Виновниками всего происходившего были то ли враги доминиканцев — францисканцы, возглавляемые Франческо ди Пулья, то ли сам фра Доменико. Произнося горячую речь в защиту своего патрона, фра Доменико заявил: он так уверен в божественном внушении всего того, чему учит Савонарола, что готов в доказательство своей веры войти в огонь и вызывает на то же самое любого францисканца. На следующий день фра Франческо ди Пулья принял вызов, но настаивал, чтобы на костер шел не фра Доменико, а сам Савонарола: если Савонарола выйдет из огня живым, то Флоренция признает его за истинного пророка. Собравшись на ужин во дворце Питти, группа молодых арраббиати заверила фра Франческо и его орден, что на подобное испытание Савонарола никогда не решится. Его отказ, говорили они, покажет Флоренции, что подлинной веры в то, будто Господь Бог спасет его, у Савонаролы нет.

И вот в этот момент флорентинцы выступили против Савонаролы по соображениям чисто политическим. Семь лет терпели они постоянные распри и раздоры, живя под угрозой папского проклятия и отлучения города от церкви, что сразу привело бы к прекращению торговли и самой ужасной смуте. Город нуждался в трехпроцентном налоге на церковное имущество, и папа был согласен разрешить этот налог при условии, если Савонарола смирится и смолкнет. Флорентинские избиратели лишили доверия Синьорию, поддерживавшую Савонаролу, и выбрали новый Совет, враждебный ему. Во Флоренции, как во времена гвельфов и гибеллинов, назревала гражданская война.
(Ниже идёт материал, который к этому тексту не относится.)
use tutor_core::SessionInput;

pub const HELP: &str = "\
Type a question and press Enter, or use a command:
  /next /prev         move between sections
  /jump N             go to section N
  /listen /stop       start or drop a spoken question
  /pause /resume      pause or resume speech
  /hush               stop speaking
  /mute               toggle speech output
  /camera             toggle the camera
  /narrate            read the current section aloud
  /reset              clear the conversation
  /quit               leave the session";

/// One line of console input, classified.
#[derive(Debug, PartialEq)]
pub enum ConsoleLine {
    Blank,
    Text(String),
    Command(SessionInput),
    Help,
}

#[derive(Debug, PartialEq, thiserror::Error)]
pub enum CommandError {
    #[error("Unknown command: /{0} (type /help for a list)")]
    Unknown(String),
    #[error("/jump needs a section number, e.g. /jump 2")]
    MissingSectionNumber,
    #[error("Not a section number: {0}")]
    InvalidSectionNumber(String),
}

pub fn parse_line(line: &str) -> Result<ConsoleLine, CommandError> {
    let line = line.trim();
    if line.is_empty() {
        return Ok(ConsoleLine::Blank);
    }
    let Some(rest) = line.strip_prefix('/') else {
        return Ok(ConsoleLine::Text(line.to_string()));
    };

    let mut parts = rest.split_whitespace();
    let name = parts.next().unwrap_or_default().to_lowercase();
    let input = match name.as_str() {
        "next" | "n" => SessionInput::Next,
        "prev" | "previous" | "p" => SessionInput::Previous,
        "jump" | "j" => SessionInput::Jump(parse_section_number(parts.next())?),
        "listen" => SessionInput::StartListening,
        "stop" => SessionInput::StopListening,
        "pause" => SessionInput::Pause,
        "resume" => SessionInput::Resume,
        "hush" => SessionInput::StopSpeaking,
        "mute" => SessionInput::ToggleMute,
        "camera" => SessionInput::ToggleCamera,
        "narrate" => SessionInput::NarrateSection,
        "reset" => SessionInput::Reset,
        "quit" | "exit" => SessionInput::Shutdown,
        "help" | "?" => return Ok(ConsoleLine::Help),
        other => return Err(CommandError::Unknown(other.to_string())),
    };
    Ok(ConsoleLine::Command(input))
}

// Section numbers are 1-based on the console.
fn parse_section_number(arg: Option<&str>) -> Result<usize, CommandError> {
    let arg = arg.ok_or(CommandError::MissingSectionNumber)?;
    match arg.parse::<usize>() {
        Ok(number) if number > 0 => Ok(number - 1),
        _ => Err(CommandError::InvalidSectionNumber(arg.to_string())),
    }
}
Седьмого апреля на площади Синьории был возведен помост, бревна его вымазали смолою. Собралась огромная толпа зрителей. Францисканцы не желали выйти на площадь, требуя, чтобы фра Доменико входил в огонь без гостии. Часы ожидания шли и шли, пока не разразилась буря и не пошел дождь, заливший помост и разогнавший толпу; ни торжество костра, ни сожжение теперь было уже невозможно.